Some ordinands thought that they preferred country with traditional style. And my last rectory was a delightful looking late eighteenth century building with walls so thick that they'd repell a tank - but not the mice! Gaps and fissures everywhere made the rectory a paradise for the little creatures. Interconnecting roof spaces and wide skirtings were perfect for all sorts of nocturnal activities. Hob nailled boots were kept in the roof space above the bedroom so that they could dance with enthusiasm on the ceiling. Eliot worked manfully (or dogfully?) at catching them but, since we lived way out in the country, there wasn't a lot of hope that he could keep on top of the population growth. There were traps everywhere, including in the kitchen cupboards and drawers, and there was a steady stream of dead mice deposited in the bin. The local bats must have enjoyed living in that area and always looked sleek and well fed.
If both modern bungalows and eighteenth buildings have mice - what about an early twentieth century semi?

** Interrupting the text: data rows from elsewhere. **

//! Client endpoints.

use reqwest::Method;

use super::{ApiClient, ApiResult};
use crate::models::{Client, ClientFilter, ClientInput, Paginated, RecordId};

impl ApiClient {
    pub async fn list_clients(&self, filter: &ClientFilter) -> ApiResult<Paginated<Client>> {
        self.get_page("/clients", &filter.query()).await
    }

    pub async fn get_client(&self, id: RecordId) -> ApiResult<Client> {
        self.get_data(&format!("/clients/{}", id), &[]).await
    }

    pub async fn create_client(&self, input: &ClientInput) -> ApiResult<Client> {
        self.post_data("/clients", input).await
    }

    pub async fn update_client(&self, id: RecordId, input: &ClientInput) -> ApiResult<Client> {
        self.put_data(&format!("/clients/{}", id), input).await
    }

    /// Soft delete; the client moves to the recycle bin.
    pub async fn delete_client(&self, id: RecordId) -> ApiResult<()> {
        self.execute(Method::DELETE, &format!("/clients/{}", id), &[]).await
    }
}
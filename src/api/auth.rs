//! Authentication endpoints.

use reqwest::Method;

use super::{ApiClient, ApiResult};
use crate::models::{AuthPayload, LoginRequest, RegisterRequest, User};

impl ApiClient {
    /// Exchange credentials for a token. On success the token is attached
    /// to every following request from this client.
    pub async fn login(&self, email: &str, password: &str) -> ApiResult<AuthPayload> {
        let request = LoginRequest {
            email: email.to_string(),
            password: password.to_string(),
        };
        let payload: AuthPayload = self.post_data("/login", &request).await?;
        self.set_token(Some(payload.token.clone()));
        Ok(payload)
    }

    pub async fn register(&self, request: &RegisterRequest) -> ApiResult<AuthPayload> {
        let payload: AuthPayload = self.post_data("/register", request).await?;
        self.set_token(Some(payload.token.clone()));
        Ok(payload)
    }

    /// Profile of whoever owns the current token
    pub async fn profile(&self) -> ApiResult<User> {
        self.get_data("/user", &[]).await
    }

    /// Revoke the token server-side. The local token is dropped whatever
    /// the outcome.
    pub async fn logout(&self) -> ApiResult<()> {
        let result = self.execute(Method::POST, "/logout", &[]).await;
        self.set_token(None);
        result
    }
}

#[cfg(test)]
mod tests {
    use axum::http::{HeaderMap, StatusCode};
    use axum::routing::{get, post};
    use axum::{Json, Router};
    use serde_json::{json, Value};

    use crate::api::error::ApiError;
    use crate::api::testing::mock_backend;

    fn backend() -> Router {
        Router::new()
            .route(
                "/api/login",
                post(|Json(body): Json<Value>| async move {
                    if body["password"] == "secret123" {
                        (
                            StatusCode::OK,
                            Json(json!({"data": {
                                "token": "tok-1",
                                "user": {"id": 1, "name": "Admin", "email": body["email"], "role": "admin"}
                            }})),
                        )
                    } else {
                        (
                            StatusCode::UNAUTHORIZED,
                            Json(json!({"message": "These credentials do not match our records."})),
                        )
                    }
                }),
            )
            .route(
                "/api/whoami",
                get(|headers: HeaderMap| async move {
                    let auth = headers
                        .get("authorization")
                        .and_then(|v| v.to_str().ok())
                        .unwrap_or_default()
                        .to_string();
                    Json(json!({"data": auth}))
                }),
            )
            .route(
                "/api/user",
                get(|headers: HeaderMap| async move {
                    match headers.get("authorization").and_then(|v| v.to_str().ok()) {
                        Some("Bearer tok-1") => (
                            StatusCode::OK,
                            Json(json!({"data": {"id": 1, "name": "Admin", "email": "admin@sga.ma", "role": "admin"}})),
                        ),
                        _ => (
                            StatusCode::UNAUTHORIZED,
                            Json(json!({"message": "Unauthenticated."})),
                        ),
                    }
                }),
            )
            .route("/api/logout", post(|| async { StatusCode::NO_CONTENT }))
    }

    #[tokio::test]
    async fn test_login_attaches_bearer_token() {
        let client = mock_backend(backend()).await;

        let payload = client.login("admin@sga.ma", "secret123").await.unwrap();
        assert_eq!(payload.token, "tok-1");
        assert!(payload.user.is_admin());

        let auth: String = client.get_data("/whoami", &[]).await.unwrap();
        assert_eq!(auth, "Bearer tok-1");
    }

    #[tokio::test]
    async fn test_invalid_credentials_surface_server_message() {
        let client = mock_backend(backend()).await;

        let err = client.login("admin@sga.ma", "wrong").await.unwrap_err();
        assert!(matches!(err, ApiError::Unauthorized { .. }));
        assert_eq!(err.user_message(), "These credentials do not match our records.");
        assert!(!client.has_token());
    }

    #[tokio::test]
    async fn test_logout_drops_token() {
        let client = mock_backend(backend()).await;
        client.login("admin@sga.ma", "secret123").await.unwrap();
        client.logout().await.unwrap();
        assert!(!client.has_token());
    }

    #[tokio::test]
    async fn test_profile_belongs_to_token_owner() {
        let client = mock_backend(backend()).await;
        assert!(client.profile().await.unwrap_err().is_unauthorized());

        client.set_token(Some("tok-1".to_string()));
        let user = client.profile().await.unwrap();
        assert_eq!(user.email, "admin@sga.ma");
        assert!(user.is_admin());
    }
}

It has them as well. There was evidence in the "duster cupboard" a few weeks ago - but Eliot had a good sniff around and it appeared that all was then well again. He seems to have lost interest in catching flys and chasing mice. Perhaps at age seven he's beginning to settle down
However, back to the mice...a couple of days ago I discovered a little hole in the dog food bag which is kept in the boiler room. Hmmmm.... It looks as if there's quite a family tucked away behind the shelving. So, notice has been served. If you don't get out in the next few hours the traps are going down. Actually, the traps are going down anyhow, as I don't trust the mice to leave of their own accord! A friend suggested that I baptise them and they'll never be seen again...but I'm not sure that they'd even turn up for the service, never mind the series of preparation classes.
Other friends said that I should use Mars bars, nutella, bacon rind, Veda....unanimous only in "don't use cheese". I suspect a hungry mouse would eat anything - for goodness sake they eat plastic to get to dog food! And how appetising is that? The method that I reject totally is the gooey paste/glue where their feet get stuck and then you come along and clobber them. No thank you!
So college, among all the things you teach (and many of them have been very useful) you might consider a course in the treatment of mice, and other beasties. Is there a "Church of Ireland Approved" method for getting rid of MICE?